Input data:
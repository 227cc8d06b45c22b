/// Error handling for the API server
///
/// This module provides a unified error type that maps to HTTP responses.
/// All handlers return `Result<T, ApiError>`; engine failures convert with
/// `?` into the matching status code.
///
/// # Response body
///
/// ```json
/// {
///   "error": "validation_error",
///   "message": "Request validation failed",
///   "details": [{ "field": "title", "message": "Title is required" }]
/// }
/// ```

use axum::{
    extract::rejection::{JsonRejection, PathRejection, QueryRejection},
    http::{HeaderValue, StatusCode},
    response::{IntoResponse, Response},
    Json,
};
use dailyreport_shared::auth::middleware::AuthError;
use dailyreport_shared::services::ServiceError;
use dailyreport_shared::validation::FieldError;
use serde::{Deserialize, Serialize};
use std::fmt;

/// API result type alias
pub type ApiResult<T> = Result<T, ApiError>;

/// Unified API error type
#[derive(Debug)]
pub enum ApiError {
    /// Bad request (400)
    BadRequest(String),

    /// Unauthorized (401)
    Unauthorized(String),

    /// Forbidden (403)
    Forbidden(String),

    /// Not found (404)
    NotFound(String),

    /// Conflict (409) - e.g., duplicate email
    Conflict(String),

    /// Unprocessable entity (422) - validation errors
    ValidationError(Vec<FieldError>),

    /// Too many requests (429)
    RateLimitExceeded { retry_after: u64, message: String },

    /// Internal server error (500)
    InternalError(String),
}

/// Error response format
#[derive(Debug, Serialize, Deserialize)]
pub struct ErrorResponse {
    /// Error code (e.g., "bad_request", "unauthorized")
    pub error: String,

    /// Human-readable error message
    pub message: String,

    /// Field-level validation failures
    #[serde(skip_serializing_if = "Option::is_none")]
    pub details: Option<Vec<FieldError>>,
}

impl fmt::Display for ApiError {
    fn fmt(&self, f: &mut fmt::Formatter<'_>) -> fmt::Result {
        match self {
            ApiError::BadRequest(msg) => write!(f, "Bad request: {}", msg),
            ApiError::Unauthorized(msg) => write!(f, "Unauthorized: {}", msg),
            ApiError::Forbidden(msg) => write!(f, "Forbidden: {}", msg),
            ApiError::NotFound(msg) => write!(f, "Not found: {}", msg),
            ApiError::Conflict(msg) => write!(f, "Conflict: {}", msg),
            ApiError::ValidationError(errors) => {
                write!(f, "Validation failed: {} errors", errors.len())
            }
            ApiError::RateLimitExceeded { message, .. } => {
                write!(f, "Rate limit exceeded: {}", message)
            }
            ApiError::InternalError(msg) => write!(f, "Internal error: {}", msg),
        }
    }
}

impl std::error::Error for ApiError {}

impl IntoResponse for ApiError {
    fn into_response(self) -> Response {
        let retry_after = match &self {
            ApiError::RateLimitExceeded { retry_after, .. } => Some(*retry_after),
            _ => None,
        };

        let (status, error_code, message, details) = match self {
            ApiError::BadRequest(msg) => (StatusCode::BAD_REQUEST, "bad_request", msg, None),
            ApiError::Unauthorized(msg) => (StatusCode::UNAUTHORIZED, "unauthorized", msg, None),
            ApiError::Forbidden(msg) => (StatusCode::FORBIDDEN, "forbidden", msg, None),
            ApiError::NotFound(msg) => (StatusCode::NOT_FOUND, "not_found", msg, None),
            ApiError::Conflict(msg) => (StatusCode::CONFLICT, "conflict", msg, None),
            ApiError::ValidationError(errors) => (
                StatusCode::UNPROCESSABLE_ENTITY,
                "validation_error",
                "Request validation failed".to_string(),
                Some(errors),
            ),
            ApiError::RateLimitExceeded { message, .. } => (
                StatusCode::TOO_MANY_REQUESTS,
                "rate_limit_exceeded",
                message,
                None,
            ),
            ApiError::InternalError(msg) => {
                // Log internal errors but don't expose details to clients
                tracing::error!("Internal error: {}", msg);
                (
                    StatusCode::INTERNAL_SERVER_ERROR,
                    "internal_error",
                    "An internal error occurred".to_string(),
                    None,
                )
            }
        };

        let body = Json(ErrorResponse {
            error: error_code.to_string(),
            message,
            details,
        });

        let mut response = (status, body).into_response();
        if let Some(seconds) = retry_after {
            response
                .headers_mut()
                .insert("Retry-After", HeaderValue::from(seconds));
        }
        response
    }
}

impl From<ServiceError> for ApiError {
    fn from(err: ServiceError) -> Self {
        match err {
            ServiceError::Validation(errors) => ApiError::ValidationError(errors),
            ServiceError::NotFound(msg) => ApiError::NotFound(msg),
            ServiceError::Forbidden(msg) => ApiError::Forbidden(msg),
            ServiceError::Conflict(msg) => ApiError::Conflict(msg),
            ServiceError::Unauthenticated(msg) => ApiError::Unauthorized(msg),
            ServiceError::Internal(msg) => ApiError::InternalError(msg),
            ServiceError::Store(e) => ApiError::InternalError(e.to_string()),
        }
    }
}

impl From<AuthError> for ApiError {
    fn from(err: AuthError) -> Self {
        match err {
            AuthError::MissingCredentials => {
                ApiError::Unauthorized("Missing authorization header".to_string())
            }
            AuthError::InvalidFormat(msg) => ApiError::BadRequest(msg),
            AuthError::InvalidToken(msg) => ApiError::Unauthorized(msg),
            AuthError::DatabaseError(msg) => ApiError::InternalError(msg),
        }
    }
}

impl From<JsonRejection> for ApiError {
    fn from(rejection: JsonRejection) -> Self {
        match rejection {
            JsonRejection::JsonDataError(e) => {
                ApiError::ValidationError(vec![FieldError::new("body", e.body_text())])
            }
            other => ApiError::BadRequest(other.body_text()),
        }
    }
}

impl From<QueryRejection> for ApiError {
    fn from(rejection: QueryRejection) -> Self {
        ApiError::ValidationError(vec![FieldError::new("query", rejection.body_text())])
    }
}

impl From<PathRejection> for ApiError {
    fn from(_: PathRejection) -> Self {
        ApiError::ValidationError(vec![FieldError::new("id", "Invalid ID")])
    }
}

Action item: Wherever "Forbidden" occurs in the entries above, copy the line it sits on.

Result of this task:
    /// Forbidden (403)
    Forbidden(String),
            ApiError::Forbidden(msg) => write!(f, "Forbidden: {}", msg),
            ApiError::Forbidden(msg) => (StatusCode::FORBIDDEN, "forbidden", msg, None),
            ServiceError::Forbidden(msg) => ApiError::Forbidden(msg),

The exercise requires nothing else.